• WORK INSTRUCTION
Take the material below from its first line through the line containing "The interpreter calls" and, please, write those lines again exactly.

• RECORDS PROVIDED
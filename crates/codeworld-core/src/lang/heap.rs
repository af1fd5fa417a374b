//! Live-heap accounting for the interpreter.
//!
//! Runner binaries install [`CountingAlloc`] as their global allocator so
//! [`live_bytes`] tracks every byte the process holds. The interpreter calls
//! [`reserve`] before bulk allocations and [`check`] at statement boundaries,
//! raising `MemoryError` while the process can still print its result line.
//! Without the counting allocator the live total stays at zero, and with a
//! zero budget nothing is ever refused.

use std::alloc::{GlobalAlloc, Layout, System};
use std::mem::size_of;
use std::sync::atomic::{AtomicUsize, Ordering};

use super::error::{ExcKind, RuntimeError, RuntimeResult};
use super::value::Value;

static LIVE: AtomicUsize = AtomicUsize::new(0);
static BUDGET: AtomicUsize = AtomicUsize::new(0);

/// System allocator wrapper that counts live bytes.
pub struct CountingAlloc;

unsafe impl GlobalAlloc for CountingAlloc {
    unsafe fn alloc(&self, layout: Layout) -> *mut u8 {
        let ptr = System.alloc(layout);
        if !ptr.is_null() {
            LIVE.fetch_add(layout.size(), Ordering::Relaxed);
        }
        ptr
    }

    unsafe fn alloc_zeroed(&self, layout: Layout) -> *mut u8 {
        let ptr = System.alloc_zeroed(layout);
        if !ptr.is_null() {
            LIVE.fetch_add(layout.size(), Ordering::Relaxed);
        }
        ptr
    }

    unsafe fn dealloc(&self, ptr: *mut u8, layout: Layout) {
        System.dealloc(ptr, layout);
        LIVE.fetch_sub(layout.size(), Ordering::Relaxed);
    }

    unsafe fn realloc(&self, ptr: *mut u8, layout: Layout, new_size: usize) -> *mut u8 {
        let new = System.realloc(ptr, layout, new_size);
        if !new.is_null() {
            if new_size >= layout.size() {
                LIVE.fetch_add(new_size - layout.size(), Ordering::Relaxed);
            } else {
                LIVE.fetch_sub(layout.size() - new_size, Ordering::Relaxed);
            }
        }
        new
    }
}

/// Set the heap budget in bytes. Zero disables the check.
pub fn set_budget(bytes: usize) {
    BUDGET.store(bytes, Ordering::Relaxed);
}

pub fn budget() -> usize {
    BUDGET.load(Ordering::Relaxed)
}

/// Bytes currently held through [`CountingAlloc`].
pub fn live_bytes() -> usize {
    LIVE.load(Ordering::Relaxed)
}

/// Refuse an allocation of `bytes` that would take the live heap past the
/// budget.
pub fn reserve(bytes: usize) -> RuntimeResult<()> {
    reserve_within(live_bytes(), bytes, budget())
}

/// [`reserve`] for a buffer of `count` values.
pub fn reserve_items(count: usize) -> RuntimeResult<()> {
    reserve(count.saturating_mul(size_of::<Value>()))
}

/// Reserve for the reallocation one more push onto a `Vec<T>` of this
/// length and capacity would trigger. Old and new buffers coexist while it
/// is copied, so the whole new buffer is reserved.
pub fn reserve_growth<T>(len: usize, capacity: usize) -> RuntimeResult<()> {
    if len < capacity {
        return Ok(());
    }
    let grown = capacity.saturating_mul(2).max(4);
    reserve(grown.saturating_mul(size_of::<T>()))
}

/// Fail once the live heap has already passed the budget.
pub fn check() -> RuntimeResult<()> {
    reserve(0)
}

fn reserve_within(live: usize, bytes: usize, budget: usize) -> RuntimeResult<()> {
    if budget == 0 || live.saturating_add(bytes) <= budget {
        return Ok(());
    }
    Err(RuntimeError::new(
        ExcKind::MemoryError,
        format!("allocating {bytes} bytes with {live} live exceeds the {budget} byte heap budget"),
    ))
}

#[cfg(test)]
mod tests {
    use super::*;

    #[test]
    fn test_reserve_within_budget() {
        assert!(reserve_within(10, 20, 30).is_ok());
        assert!(reserve_within(10, 20, 0).is_ok());
        assert!(reserve_within(usize::MAX, usize::MAX, 0).is_ok());

        let err = reserve_within(10, 21, 30).unwrap_err();
        assert_eq!(err.kind, ExcKind::MemoryError);
        assert!(err.message.contains("30 byte heap budget"), "{}", err.message);
    }

    #[test]
    fn test_check_fails_once_over_budget() {
        assert!(reserve_within(30, 0, 30).is_ok());
        assert!(reserve_within(31, 0, 30).is_err());
        assert!(reserve_within(usize::MAX, 1, 30).is_err());
    }

    #[test]
    fn test_growth_reserved_only_when_full() {
        // The budget is unset in tests, so every reservation passes; this
        // pins the no-growth short circuit and the saturating math.
        assert!(reserve_growth::<Value>(3, 8).is_ok());
        assert!(reserve_growth::<Value>(usize::MAX, usize::MAX).is_ok());
        assert!(reserve_items(usize::MAX).is_ok());
    }

    #[test]
    fn test_counting_alloc_tracks_live_bytes() {
        let layout = Layout::from_size_align(4096, 8).unwrap();
        let before = live_bytes();
        unsafe {
            let ptr = CountingAlloc.alloc(layout);
            assert!(!ptr.is_null());
            assert_eq!(live_bytes(), before + 4096);

            let ptr = CountingAlloc.realloc(ptr, layout, 8192);
            assert!(!ptr.is_null());
            assert_eq!(live_bytes(), before + 8192);

            let bigger = Layout::from_size_align(8192, 8).unwrap();
            let ptr = CountingAlloc.realloc(ptr, bigger, 1024);
            assert!(!ptr.is_null());
            assert_eq!(live_bytes(), before + 1024);

            CountingAlloc.dealloc(ptr, Layout::from_size_align(1024, 8).unwrap());
            let zeroed = CountingAlloc.alloc_zeroed(layout);
            assert!(!zeroed.is_null());
            assert_eq!(*zeroed, 0);
            assert_eq!(live_bytes(), before + 4096);
            CountingAlloc.dealloc(zeroed, layout);
        }
        assert_eq!(live_bytes(), before);
    }
}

• ANSWER FOR THE TASK
filename crates/codeworld-core/src/lang/heap.rs
repository af1fd5fa417a374b
//! Live-heap accounting for the interpreter.
//!
//! Runner binaries install [`CountingAlloc`] as their global allocator so
//! [`live_bytes`] tracks every byte the process holds. The interpreter calls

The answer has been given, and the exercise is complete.